§ **Material supplied**:
-=-=-=-=-
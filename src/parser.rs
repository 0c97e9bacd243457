use crate::error::{Error, ParseError};
use crate::token::{Token, Type};
use crate::literal::Literal;
use crate::expr::*;
use crate::stmt::*;

type ParseResult<T> = Result<T, ParseError>;

/// Returns if the next token is any of the given types.
macro_rules! matches {
    ( $self:ident, $( $type:expr ),+ ) => {
        {
            if $( $self.check($type) ) ||* {
                $self.advance();
                true
            } else {
                false
            }
        }
    }
}

/// Parses the tokens and returns the resulting statements.
///
/// - Program     -> Declaration* EOF ;
/// - Declaration -> ClassDecl | FunDecl | VarDecl | Statement ;
/// - ClassDecl   -> "class" IDENTIFIER ( "<" IDENTIFIER )? "{" Function* "}" ;
/// - FunDecl     -> "fun" Function ;
/// - VarDecl     -> "var" IDENTIFIER ( "=" Expression )? ";" ;
/// - Function    -> IDENTIFIER "(" Parameters? ")" Block ;
/// - Parameters  -> IDENTIFIER ( "," IDENTIFIER )* ;
/// - Statement   -> ExprStmt | ForStmt | IfStmt | PrintStmt | ReturnStmt | WhileStmt | Block ;
/// - Block       -> "{" Declaration* "}" ;
/// - ExprStmt    -> Expression ";" ;
/// - ForStmt     -> "for" "(" ( VarDecl | ExprStmt | ";" ) Expression? ";" Expression? ")" Statement ;
/// - IfStmt      -> "if" "(" Expression ")" Statement ( "else" Statement )? ;
/// - PrintStmt   -> "print" Expression ";" ;
/// - ReturnStmt  -> "return" Expression? ";" ;
/// - WhileStmt   -> "while" "(" Expression ")" Statement ;
/// - Expression  -> Assignment ;
/// - Assignment  -> ( Call "." )? IDENTIFIER "=" Assignment | LogicOr ;
/// - LogicOr     -> LogicAnd ( "or" LogicAnd )* ;
/// - LogicAnd    -> Equality ( "and" Equality )* ;
/// - Equality    -> Comparison ( ( "!=" | "==" ) Comparison )* ;
/// - Comparison  -> Term ( ( ">" | ">=" | "<" | "<=" ) Term )* ;
/// - Term        -> Factor ( ( "+" | "-" ) Factor )* ;
/// - Factor      -> Unary ( ( "*" | "/" ) Unary )* ;
/// - Unary       -> ( "!" | "-" ) Unary | Call ;
/// - Arguments   -> Expression ( "," Expression )* ;
/// - Call        -> Primary ( "(" Arguments? ")" | "." IDENTIFIER )* ;
/// - Primary     -> NUMBER | STRING | "true" | "false" | "nil" | "this"
///                | "(" Expression ")" | IDENTIFIER | "super" "." IDENTIFIER ;
pub struct Parser {
    tokens: Vec<Token>,
    current: usize,
}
-=-=-=-=-
§ **The task**: Please give the listing above once more, word for word.

§ **Exercise result**:
filename src/parser.rs
repository 0c97e9bacd243457
use crate::error::{Error, ParseError};
use crate::token::{Token, Type};
use crate::literal::Literal;
use crate::expr::*;
use crate::stmt::*;

type ParseResult<T> = Result<T, ParseError>;

/// Returns if the next token is any of the given types.
macro_rules! matches {
    ( $self:ident, $( $type:expr ),+ ) => {
        {
            if $( $self.check($type) ) ||* {
                $self.advance();
                true
            } else {
                false
            }
        }
    }
}

/// Parses the tokens and returns the resulting statements.
///
/// - Program     -> Declaration* EOF ;
/// - Declaration -> ClassDecl | FunDecl | VarDecl | Statement ;
/// - ClassDecl   -> "class" IDENTIFIER ( "<" IDENTIFIER )? "{" Function* "}" ;
/// - FunDecl     -> "fun" Function ;
/// - VarDecl     -> "var" IDENTIFIER ( "=" Expression )? ";" ;
/// - Function    -> IDENTIFIER "(" Parameters? ")" Block ;
/// - Parameters  -> IDENTIFIER ( "," IDENTIFIER )* ;
/// - Statement   -> ExprStmt | ForStmt | IfStmt | PrintStmt | ReturnStmt | WhileStmt | Block ;
/// - Block       -> "{" Declaration* "}" ;
/// - ExprStmt    -> Expression ";" ;
/// - ForStmt     -> "for" "(" ( VarDecl | ExprStmt | ";" ) Expression? ";" Expression? ")" Statement ;
/// - IfStmt      -> "if" "(" Expression ")" Statement ( "else" Statement )? ;
/// - PrintStmt   -> "print" Expression ";" ;
/// - ReturnStmt  -> "return" Expression? ";" ;
/// - WhileStmt   -> "while" "(" Expression ")" Statement ;
/// - Expression  -> Assignment ;
/// - Assignment  -> ( Call "." )? IDENTIFIER "=" Assignment | LogicOr ;
/// - LogicOr     -> LogicAnd ( "or" LogicAnd )* ;
/// - LogicAnd    -> Equality ( "and" Equality )* ;
/// - Equality    -> Comparison ( ( "!=" | "==" ) Comparison )* ;
/// - Comparison  -> Term ( ( ">" | ">=" | "<" | "<=" ) Term )* ;
/// - Term        -> Factor ( ( "+" | "-" ) Factor )* ;
/// - Factor      -> Unary ( ( "*" | "/" ) Unary )* ;
/// - Unary       -> ( "!" | "-" ) Unary | Call ;
/// - Arguments   -> Expression ( "," Expression )* ;
/// - Call        -> Primary ( "(" Arguments? ")" | "." IDENTIFIER )* ;
/// - Primary     -> NUMBER | STRING | "true" | "false" | "nil" | "this"
///                | "(" Expression ")" | IDENTIFIER | "super" "." IDENTIFIER ;
pub struct Parser {
    tokens: Vec<Token>,
    current: usize,
}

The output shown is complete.